- _EXERCISE REQUIREMENTS_
When a line of the records contains "InvalidDatabaseUrl", copy it.

- _Data entries_
------------------------
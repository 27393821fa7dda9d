use axum::http::{HeaderName, Method};
use once_cell::sync::Lazy;
use std::{fs, path::PathBuf};
use thiserror::Error;
use url::Url;

use super::{
    models::{
        Config, ConfigMetadata, CorsConfig, DEFAULT_HOST, DEFAULT_MAX_CONNECTIONS, DEFAULT_PORT,
        DatabaseConfig, ServerConfig, StorageBackend, StorageConfig, UnknownStorageBackend,
        default_cors_headers, default_cors_methods, default_cors_origins,
    },
    sources::{EnvConfig, FileConfig},
    validation::ConfigWarnings,
};

static DEFAULT_CONFIG_LOCATIONS: Lazy<Vec<PathBuf>> = Lazy::new(|| {
    vec![
        PathBuf::from("quickstart.toml"),
        PathBuf::from("config/quickstart.toml"),
    ]
});

#[derive(Debug, Default, Clone)]
pub struct ConfigLoaderOptions {
    pub config_path: Option<PathBuf>,
    pub env_file: Option<PathBuf>,
}

#[derive(Debug, Default)]
pub struct ConfigLoader {
    options: ConfigLoaderOptions,
}

impl ConfigLoader {
    pub fn new() -> Self {
        Self::default()
    }

    pub fn with_options(options: ConfigLoaderOptions) -> Self {
        Self { options }
    }

    pub fn with_config_path<P: Into<PathBuf>>(mut self, path: P) -> Self {
        self.options.config_path = Some(path.into());
        self
    }

    /// Load `.env`, then the TOML file, then the process environment.
    pub fn load(&self) -> Result<ConfigLoad, ConfigLoadError> {
        let env_file_loaded = match &self.options.env_file {
            Some(path) => dotenvy::from_path(path).map(|_| true).or_else(|err| match err {
                dotenvy::Error::Io(_) => Ok(false),
                _ => Err(err),
            })?,
            None => dotenvy::dotenv().map(|_| true).or_else(|err| match err {
                dotenvy::Error::Io(_) => Ok(false),
                _ => Err(err),
            })?,
        };

        let mut load = self.load_with_env(EnvConfig::gather())?;
        load.config.metadata.env_file_loaded = env_file_loaded;
        Ok(load)
    }

    /// Compose configuration from an already gathered environment. Does not
    /// touch `.env` files.
    pub fn load_with_env(&self, env: EnvConfig) -> Result<ConfigLoad, ConfigLoadError> {
        let (file_config, config_path) = self.load_file_config(&env)?;
        let (config, warnings) = compose_config(file_config, env, config_path)?;
        Ok(ConfigLoad { config, warnings })
    }

    fn load_file_config(
        &self,
        env: &EnvConfig,
    ) -> Result<(Option<FileConfig>, Option<PathBuf>), ConfigLoadError> {
        let (path, explicit) = if let Some(path) = &self.options.config_path {
            (Some(path.clone()), true)
        } else if let Some(path) = &env.config_path {
            (Some(path.clone()), true)
        } else {
            let found = DEFAULT_CONFIG_LOCATIONS
                .iter()
                .find(|candidate| candidate.exists())
                .cloned();
            (found, false)
        };

        let Some(path) = path else {
            return Ok((None, None));
        };

        if !path.exists() {
            if explicit {
                return Err(ConfigLoadError::MissingConfig { path });
            }
            return Ok((None, None));
        }

        let contents = fs::read_to_string(&path).map_err(|source| ConfigLoadError::Io {
            path: path.clone(),
            source,
        })?;
        let file_config: FileConfig =
            toml::from_str(&contents).map_err(|source| ConfigLoadError::Parse {
                path: path.clone(),
                source,
            })?;

        Ok((Some(file_config), Some(path)))
    }
}

fn compose_config(
    file_config: Option<FileConfig>,
    env: EnvConfig,
    config_path: Option<PathBuf>,
) -> Result<(Config, ConfigWarnings), ConfigLoadError> {
    let mut warnings = ConfigWarnings::default();
    let FileConfig {
        server: file_server,
        storage: file_storage,
        database: file_database,
        cors: file_cors,
        dev_mode: file_dev_mode,
    } = file_config.unwrap_or_default();

    let port = match env.server_port.as_deref() {
        Some(raw) => raw
            .trim()
            .parse::<u16>()
            .map_err(|_| ConfigLoadError::InvalidNumber {
                key: "SERVER_PORT",
                value: raw.to_string(),
            })?,
        None => file_server.port.unwrap_or(DEFAULT_PORT),
    };
    let server = ServerConfig {
        host: env
            .server_host
            .or(file_server.host)
            .unwrap_or_else(|| DEFAULT_HOST.to_string()),
        port,
    };

    let database_url = env
        .database_url
        .or(file_database.url)
        .map(|raw| raw.trim().to_string())
        .filter(|raw| !raw.is_empty())
        .map(|raw| validate_database_url(&raw).map(|_| raw))
        .transpose()?;

    let max_connections = match env.db_max_connections.as_deref() {
        Some(raw) => raw
            .trim()
            .parse::<u32>()
            .map_err(|_| ConfigLoadError::InvalidNumber {
                key: "DB_MAX_CONNECTIONS",
                value: raw.to_string(),
            })?,
        None => file_database
            .max_connections
            .unwrap_or(DEFAULT_MAX_CONNECTIONS),
    };
    if max_connections == 0 {
        return Err(ConfigLoadError::InvalidNumber {
            key: "DB_MAX_CONNECTIONS",
            value: "0".to_string(),
        });
    }

    let requested_backend = match env.storage_backend.as_deref() {
        Some(raw) => Some(raw.parse::<StorageBackend>()?),
        None => file_storage.backend,
    };
    let backend = match (requested_backend, database_url.is_some()) {
        (Some(StorageBackend::Postgres), false) => {
            return Err(ConfigLoadError::MissingDatabaseUrl);
        }
        (Some(backend), _) => backend,
        (None, true) => StorageBackend::Postgres,
        (None, false) => {
            warnings.push_with_hint(
                "No database URL configured; user documents are kept in memory and lost on exit",
                "Set DATABASE_URL or [database].url to persist users in PostgreSQL",
            );
            StorageBackend::Memory
        }
    };

    let dev_mode = env.dev_mode.or(file_dev_mode).unwrap_or(false);

    let cors = CorsConfig {
        allowed_origins: env
            .cors_allowed_origins
            .or(file_cors.allowed_origins)
            .unwrap_or_else(default_cors_origins),
        allowed_methods: env
            .cors_allowed_methods
            .or(file_cors.allowed_methods)
            .unwrap_or_else(default_cors_methods),
        allowed_headers: env
            .cors_allowed_headers
            .or(file_cors.allowed_headers)
            .unwrap_or_else(default_cors_headers),
        allow_credentials: env
            .cors_allow_credentials
            .or(file_cors.allow_credentials)
            .unwrap_or(false),
    };
    validate_cors(&cors, dev_mode, &mut warnings)?;

    let config = Config {
        server,
        storage: StorageConfig { backend },
        database: DatabaseConfig {
            url: database_url,
            max_connections,
        },
        cors,
        dev_mode,
        metadata: ConfigMetadata {
            config_path,
            env_file_loaded: false,
        },
    };

    Ok((config, warnings))
}

fn validate_database_url(raw: &str) -> Result<(), ConfigLoadError> {
    let parsed = Url::parse(raw).map_err(|source| ConfigLoadError::InvalidDatabaseUrl { source })?;
    match parsed.scheme() {
        "postgres" | "postgresql" => Ok(()),
        other => Err(ConfigLoadError::UnsupportedDatabaseScheme {
            scheme: other.to_string(),
        }),
    }
}

fn validate_cors(
    cors: &CorsConfig,
    dev_mode: bool,
    warnings: &mut ConfigWarnings,
) -> Result<(), ConfigLoadError> {
    for method in &cors.allowed_methods {
        Method::from_bytes(method.as_bytes()).map_err(|_| ConfigLoadError::InvalidCorsMethod {
            method: method.clone(),
        })?;
    }
    for header in &cors.allowed_headers {
        HeaderName::from_bytes(header.as_bytes()).map_err(|_| {
            ConfigLoadError::InvalidCorsHeader {
                header: header.clone(),
            }
        })?;
    }

    if cors.is_wildcard_included() && cors.allow_credentials {
        return Err(ConfigLoadError::WildcardWithCredentials);
    }
    if !dev_mode && cors.is_wildcard_included() {
        warnings.push_with_hint(
            "CORS allows any origin",
            "List explicit origins in CORS_ALLOWED_ORIGINS for production deployments",
        );
    }

    Ok(())
}

#[derive(Debug, Error)]
pub enum ConfigLoadError {
    #[error("configuration file missing: {path}")]
    MissingConfig { path: PathBuf },
    #[error("failed to read configuration {path}")]
    Io {
        path: PathBuf,
        #[source]
        source: std::io::Error,
    },
    #[error("failed to parse configuration {path}")]
    Parse {
        path: PathBuf,
        #[source]
        source: toml::de::Error,
    },
    #[error("invalid value '{value}' for {key}")]
    InvalidNumber { key: &'static str, value: String },
    #[error(transparent)]
    StorageBackend(#[from] UnknownStorageBackend),
    #[error("postgres storage selected but no database URL is configured")]
    MissingDatabaseUrl,
    #[error("invalid database URL")]
    InvalidDatabaseUrl {
        #[source]
        source: url::ParseError,
    },
    #[error("unsupported database URL scheme '{scheme}'")]
    UnsupportedDatabaseScheme { scheme: String },
    #[error("invalid CORS method '{method}'")]
    InvalidCorsMethod { method: String },
    #[error("invalid CORS header '{header}'")]
    InvalidCorsHeader { header: String },
    #[error("CORS cannot allow credentials for a wildcard origin")]
    WildcardWithCredentials,
    #[error(transparent)]
    EnvFile(#[from] dotenvy::Error),
}

#[derive(Debug)]
pub struct ConfigLoad {
    pub config: Config,
    pub warnings: ConfigWarnings,
}

#[cfg(test)]
mod tests {
    use super::*;
    use std::{collections::HashMap, io::Write};

    fn env_from(pairs: &[(&str, &str)]) -> EnvConfig {
        let vars: HashMap<String, String> = pairs
            .iter()
            .map(|(k, v)| (k.to_string(), v.to_string()))
            .collect();
        EnvConfig::from_lookup(|name| vars.get(name).cloned())
    }

    fn write_config(contents: &str) -> tempfile::NamedTempFile {
        let mut file = tempfile::Builder::new()
            .suffix(".toml")
            .tempfile()
            .expect("create temp config");
        file.write_all(contents.as_bytes()).expect("write config");
        file
    }

    #[test]
    fn empty_environment_falls_back_to_memory_with_warning() {
        let load = ConfigLoader::new()
            .load_with_env(EnvConfig::default())
            .unwrap();

        assert_eq!(load.config.bind_address(), "0.0.0.0:8000");
        assert_eq!(load.config.storage.backend, StorageBackend::Memory);
        assert_eq!(load.config.database.max_connections, DEFAULT_MAX_CONNECTIONS);
        assert_eq!(load.warnings.len(), 1);
        assert!(load.warnings.items[0].hint.is_some());
    }

    #[test]
    fn database_url_selects_postgres() {
        let env = env_from(&[("DATABASE_URL", "postgres://app:secret@db:5432/users")]);
        let load = ConfigLoader::new().load_with_env(env).unwrap();

        assert_eq!(load.config.storage.backend, StorageBackend::Postgres);
        assert_eq!(
            load.config.database.url.as_deref(),
            Some("postgres://app:secret@db:5432/users")
        );
        assert!(load.warnings.is_empty());
    }

    #[test]
    fn environment_overrides_file_values() {
        let file = write_config(
            r#"
            dev_mode = true

            [server]
            host = "127.0.0.1"
            port = 9000

            [database]
            url = "postgresql://localhost/users"
            max_connections = 4

            [cors]
            allowed_origins = ["https://users.example.com"]
            "#,
        );
        let env = env_from(&[("SERVER_PORT", "9100"), ("STORAGE_BACKEND", "memory")]);

        let load = ConfigLoader::new()
            .with_config_path(file.path())
            .load_with_env(env)
            .unwrap();
        let config = load.config;

        assert_eq!(config.server.host, "127.0.0.1");
        assert_eq!(config.server.port, 9100);
        assert_eq!(config.storage.backend, StorageBackend::Memory);
        assert_eq!(config.database.max_connections, 4);
        assert_eq!(config.cors.allowed_origins, ["https://users.example.com"]);
        assert!(config.dev_mode);
        assert_eq!(config.metadata.config_path.as_deref(), Some(file.path()));
    }

    #[test]
    fn config_path_from_environment_must_exist() {
        let env = env_from(&[("QUICKSTART_CONFIG", "/nonexistent/quickstart.toml")]);
        let err = ConfigLoader::new().load_with_env(env).unwrap_err();
        assert!(matches!(err, ConfigLoadError::MissingConfig { .. }));
    }

    #[test]
    fn malformed_toml_is_reported_with_path() {
        let file = write_config("[server\nport = ");
        let err = ConfigLoader::new()
            .with_config_path(file.path())
            .load_with_env(EnvConfig::default())
            .unwrap_err();
        assert!(matches!(err, ConfigLoadError::Parse { ref path, .. } if path == file.path()));
    }

    #[test]
    fn postgres_without_url_is_rejected() {
        let env = env_from(&[("STORAGE_BACKEND", "postgres")]);
        let err = ConfigLoader::new().load_with_env(env).unwrap_err();
        assert!(matches!(err, ConfigLoadError::MissingDatabaseUrl));
    }

    #[test]
    fn invalid_values_are_rejected() {
        let cases = [
            ("STORAGE_BACKEND", "mongo"),
            ("SERVER_PORT", "eighty"),
            ("DB_MAX_CONNECTIONS", "0"),
            ("DATABASE_URL", "not a url"),
            ("DATABASE_URL", "mysql://localhost/users"),
            ("CORS_ALLOWED_METHODS", "GET,NOT A METHOD"),
        ];

        for (key, value) in cases {
            let result = ConfigLoader::new().load_with_env(env_from(&[(key, value)]));
            assert!(result.is_err(), "{key}={value} should be rejected");
        }
    }

    #[test]
    fn wildcard_origin_warns_outside_dev_mode() {
        let env = env_from(&[
            ("CORS_ALLOWED_ORIGINS", "*"),
            ("STORAGE_BACKEND", "memory"),
        ]);
        let load = ConfigLoader::new().load_with_env(env).unwrap();
        assert!(load.warnings.iter().any(|w| w.message.contains("any origin")));

        let env = env_from(&[
            ("CORS_ALLOWED_ORIGINS", "*"),
            ("CORS_ALLOW_CREDENTIALS", "true"),
        ]);
        let err = ConfigLoader::new().load_with_env(env).unwrap_err();
        assert!(matches!(err, ConfigLoadError::WildcardWithCredentials));
    }
}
------------------------
- _RESULT BELOW_
    let parsed = Url::parse(raw).map_err(|source| ConfigLoadError::InvalidDatabaseUrl { source })?;
    InvalidDatabaseUrl {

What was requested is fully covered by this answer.